On Tuesday 24 March 2009 02:24:53 Pat Naughtin wrote:
> You may recall that I have worried about this issue in the past. It
> appals me that the SI does not have a unit for angles that can be
> conveniently used for designing and constructing buildings. There are
> probably more angle measures done on the building sites of the world
> than anywhere else in our societies. All that carpenters and plumbers
> have — by default — is the old Babylonian degrees, minutes, and
> seconds as radians have almost always been useless to them. My
> recommendation some years ago was that the CIPM and the CGPM should
> recognise that the initial unit of the metric system was the quadrant,
> that this unit name could be reduced to the unit name quad, and that
> and builders, sailors, and all of us could measure all of our angles
> in quads (symbol q) and milliquads (symbol mq).
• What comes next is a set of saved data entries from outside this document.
//! Feature normalization
//!
//! Turns heterogeneous raw collector payloads into [`Signal`]s with one slot
//! per declared feature. Numeric features are min-max scaled into [0, 1],
//! categorical features are mapped onto a fixed enumeration, and anything
//! missing is recorded as [`FeatureValue::Absent`] rather than zero so the
//! scorer can tell "dissimilar" from "unmeasured".

use crate::config::FeatureSpec;
use crate::error::{RelinkError, Result};
use crate::types::{Epoch, FeatureValue, Signal, UNKNOWN_CATEGORY};
use chrono::{DateTime, TimeZone, Utc};
use serde::{Deserialize, Serialize};
use serde_json::Value;
use std::collections::BTreeMap;
use tracing::{debug, warn};

/// Payload as handed over by an external collector
#[derive(Debug, Clone, Default, Serialize, Deserialize)]
pub struct RawSignal {
    /// Session or device stream the observation belongs to
    #[serde(default)]
    pub source: Option<String>,

    /// Tracker that made the observation
    #[serde(default)]
    pub observer: Option<String>,

    /// Identifier epoch tag
    #[serde(default)]
    pub epoch: Option<Epoch>,

    /// RFC 3339 string or integer milliseconds since the Unix epoch
    #[serde(default)]
    pub collected_at: Option<Value>,

    #[serde(default)]
    pub features: serde_json::Map<String, Value>,
}

impl RawSignal {
    pub fn from_json(json: &str) -> Result<Self> {
        serde_json::from_str(json).map_err(|e| RelinkError::MalformedSignal(e.to_string()))
    }
}

/// Non-fatal problem found while normalizing
#[derive(Debug, Clone, PartialEq, Eq)]
pub enum NormalizationWarning {
    /// Feature not in the declared set; dropped
    UnknownFeature(String),

    /// Value of the wrong JSON type for the slot
    TypeMismatch { feature: String, expected: &'static str },

    /// Categorical value outside the enumeration
    UnknownCategory { feature: String, value: String },
}

impl std::fmt::Display for NormalizationWarning {
    fn fmt(&self, f: &mut std::fmt::Formatter<'_>) -> std::fmt::Result {
        match self {
            NormalizationWarning::UnknownFeature(name) => {
                write!(f, "unknown feature '{}' dropped", name)
            }
            NormalizationWarning::TypeMismatch { feature, expected } => {
                write!(f, "feature '{}' expected {}", feature, expected)
            }
            NormalizationWarning::UnknownCategory { feature, value } => {
                write!(f, "feature '{}' has unknown category '{}'", feature, value)
            }
        }
    }
}

/// Normalized signal plus whatever was dropped on the way
#[derive(Debug, Clone)]
pub struct Normalized {
    pub signal: Signal,
    pub warnings: Vec<NormalizationWarning>,
}

/// Maps raw payloads onto the declared feature slots
#[derive(Debug, Clone)]
pub struct FeatureNormalizer {
    features: BTreeMap<String, FeatureSpec>,
}

impl FeatureNormalizer {
    pub fn new(features: BTreeMap<String, FeatureSpec>) -> Self {
        Self { features }
    }

    /// Normalize one raw payload
    ///
    /// Fails only when a mandatory field (source, epoch, collected_at) is
    /// missing or unparseable.
    pub fn normalize(&self, raw: &RawSignal) -> Result<Normalized> {
        let source = raw
            .source
            .as_deref()
            .map(str::trim)
            .filter(|s| !s.is_empty())
            .ok_or_else(|| RelinkError::MalformedSignal("missing source".to_string()))?;
        let epoch = raw
            .epoch
            .ok_or_else(|| RelinkError::MalformedSignal("missing epoch tag".to_string()))?;
        let collected_at = parse_timestamp(raw.collected_at.as_ref())?;

        let mut warnings = Vec::new();

        for name in raw.features.keys() {
            if !self.features.contains_key(name) {
                warn!("Dropping unknown feature '{}' from source {}", name, source);
                warnings.push(NormalizationWarning::UnknownFeature(name.clone()));
            }
        }

        let mut features = BTreeMap::new();
        for (name, spec) in &self.features {
            let value = match raw.features.get(name) {
                None | Some(Value::Null) => FeatureValue::Absent,
                Some(value) => normalize_value(name, spec, value, &mut warnings),
            };
            features.insert(name.clone(), value);
        }

        let observer = raw
            .observer
            .as_deref()
            .map(str::trim)
            .filter(|o| !o.is_empty())
            .map(str::to_string);

        let signal = Signal::new(source, observer, epoch, collected_at, features)?;
        debug!(
            "Normalized {} (epoch {}, {} warnings)",
            signal.id(),
            epoch,
            warnings.len()
        );

        Ok(Normalized { signal, warnings })
    }
}

fn parse_timestamp(value: Option<&Value>) -> Result<DateTime<Utc>> {
    match value {
        None | Some(Value::Null) => Err(RelinkError::MalformedSignal(
            "missing collected_at timestamp".to_string(),
        )),
        Some(Value::String(s)) => DateTime::parse_from_rfc3339(s)
            .map(|dt| dt.with_timezone(&Utc))
            .map_err(|e| RelinkError::MalformedSignal(format!("bad collected_at '{}': {}", s, e))),
        Some(Value::Number(n)) => n
            .as_i64()
            .and_then(|ms| Utc.timestamp_millis_opt(ms).single())
            .ok_or_else(|| RelinkError::MalformedSignal(format!("bad collected_at {}", n))),
        Some(other) => Err(RelinkError::MalformedSignal(format!(
            "collected_at must be a string or integer, got {}",
            other
        ))),
    }
}

fn normalize_value(
    name: &str,
    spec: &FeatureSpec,
    value: &Value,
    warnings: &mut Vec<NormalizationWarning>,
) -> FeatureValue {
    match spec {
        FeatureSpec::Numeric { min, max } => match value.as_f64().filter(|v| v.is_finite()) {
            Some(v) => FeatureValue::Numeric(((v - min) / (max - min)).clamp(0.0, 1.0)),
            None => {
                warnings.push(NormalizationWarning::TypeMismatch {
                    feature: name.to_string(),
                    expected: "a finite number",
                });
                FeatureValue::Absent
            }
        },
        FeatureSpec::Categorical { categories } => {
            let label = match value {
                Value::String(s) => s.trim().to_string(),
                Value::Number(n) => n.to_string(),
                Value::Bool(b) => b.to_string(),
                _ => {
                    warnings.push(NormalizationWarning::TypeMismatch {
                        feature: name.to_string(),
                        expected: "a scalar category",
                    });
                    return FeatureValue::Absent;
                }
            };

            match categories
                .iter()
                .position(|c| c.eq_ignore_ascii_case(&label))
            {
                Some(index) => FeatureValue::Categorical(index as u32),
                None => {
                    warnings.push(NormalizationWarning::UnknownCategory {
                        feature: name.to_string(),
                        value: label,
                    });
                    FeatureValue::Categorical(UNKNOWN_CATEGORY)
                }
            }
        }
    }
}

#[cfg(test)]
mod tests {
    use super::*;
    use serde_json::json;

    fn normalizer() -> FeatureNormalizer {
        let mut features = BTreeMap::new();
        features.insert(
            "screen_w".to_string(),
            FeatureSpec::Numeric {
                min: 0.0,
                max: 4000.0,
            },
        );
        features.insert(
            "platform".to_string(),
            FeatureSpec::Categorical {
                categories: vec!["android".to_string(), "ios".to_string()],
            },
        );
        FeatureNormalizer::new(features)
    }

    fn raw(value: Value) -> RawSignal {
        serde_json::from_value(value).unwrap()
    }

    #[test]
    fn test_numeric_scaling_and_clipping() {
        let out = normalizer()
            .normalize(&raw(json!({
                "source": "dev-1",
                "epoch": 0,
                "collected_at": "2024-05-01T10:00:00Z",
                "features": {"screen_w": 1000}
            })))
            .unwrap();
        assert_eq!(out.signal.feature("screen_w"), FeatureValue::Numeric(0.25));

        let out = normalizer()
            .normalize(&raw(json!({
                "source": "dev-1",
                "epoch": 0,
                "collected_at": 0,
                "features": {"screen_w": 9000}
            })))
            .unwrap();
        assert_eq!(out.signal.feature("screen_w"), FeatureValue::Numeric(1.0));
    }

    #[test]
    fn test_missing_feature_is_absent_not_zero() {
        let out = normalizer()
            .normalize(&raw(json!({
                "source": "dev-1",
                "epoch": 2,
                "collected_at": 1_700_000_000_000i64,
                "features": {"platform": null}
            })))
            .unwrap();
        assert!(out.signal.feature("screen_w").is_absent());
        assert!(out.signal.feature("platform").is_absent());
        assert!(out.warnings.is_empty());
    }

    #[test]
    fn test_categorical_mapping() {
        let out = normalizer()
            .normalize(&raw(json!({
                "source": "dev-1",
                "epoch": 0,
                "collected_at": 0,
                "features": {"platform": "iOS"}
            })))
            .unwrap();
        assert_eq!(out.signal.feature("platform"), FeatureValue::Categorical(1));

        let out = normalizer()
            .normalize(&raw(json!({
                "source": "dev-1",
                "epoch": 0,
                "collected_at": 0,
                "features": {"platform": "symbian"}
            })))
            .unwrap();
        assert_eq!(
            out.signal.feature("platform"),
            FeatureValue::Categorical(UNKNOWN_CATEGORY)
        );
        assert_eq!(out.warnings.len(), 1);
    }

    #[test]
    fn test_unknown_feature_dropped_with_warning() {
        let out = normalizer()
            .normalize(&raw(json!({
                "source": "dev-1",
                "epoch": 0,
                "collected_at": 0,
                "features": {"canvas_hash": "abc", "screen_w": 2000}
            })))
            .unwrap();
        assert!(!out.signal.features().contains_key("canvas_hash"));
        assert_eq!(
            out.warnings,
            vec![NormalizationWarning::UnknownFeature("canvas_hash".to_string())]
        );
    }

    #[test]
    fn test_type_mismatch_becomes_absent() {
        let out = normalizer()
            .normalize(&raw(json!({
                "source": "dev-1",
                "epoch": 0,
                "collected_at": 0,
                "features": {"screen_w": "wide"}
            })))
            .unwrap();
        assert!(out.signal.feature("screen_w").is_absent());
        assert!(matches!(
            out.warnings[0],
            NormalizationWarning::TypeMismatch { .. }
        ));
    }

    #[test]
    fn test_missing_mandatory_fields() {
        let n = normalizer();

        let no_epoch = raw(json!({"source": "dev-1", "collected_at": 0}));
        assert!(matches!(
            n.normalize(&no_epoch),
            Err(RelinkError::MalformedSignal(_))
        ));

        let no_time = raw(json!({"source": "dev-1", "epoch": 0}));
        assert!(matches!(
            n.normalize(&no_time),
            Err(RelinkError::MalformedSignal(_))
        ));

        let bad_time = raw(json!({"source": "dev-1", "epoch": 0, "collected_at": "yesterday"}));
        assert!(matches!(
            n.normalize(&bad_time),
            Err(RelinkError::MalformedSignal(_))
        ));

        let no_source = raw(json!({"source": "  ", "epoch": 0, "collected_at": 0}));
        assert!(matches!(
            n.normalize(&no_source),
            Err(RelinkError::MalformedSignal(_))
        ));
    }

    #[test]
    fn test_from_json_rejects_garbage() {
        assert!(matches!(
            RawSignal::from_json("not json"),
            Err(RelinkError::MalformedSignal(_))
        ));
    }
}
The problem with quads or gons is that 60 degrees, a common angle with the 
useful property that its cosine is 0.5, is an infinitely long decimal number 
of them. 45°, which is 50 gons, is commonly used for bay windows, but if two 
wings of a building are oblique to each other, the angle is sometimes 45° and 
sometimes 60°. There's no reason I can see for dividing the degree in 60, 
except tradition, and dividing it decimally would make arithmetic easier, but 
for dividing the quadrant by a multiple of 3, there is a reason.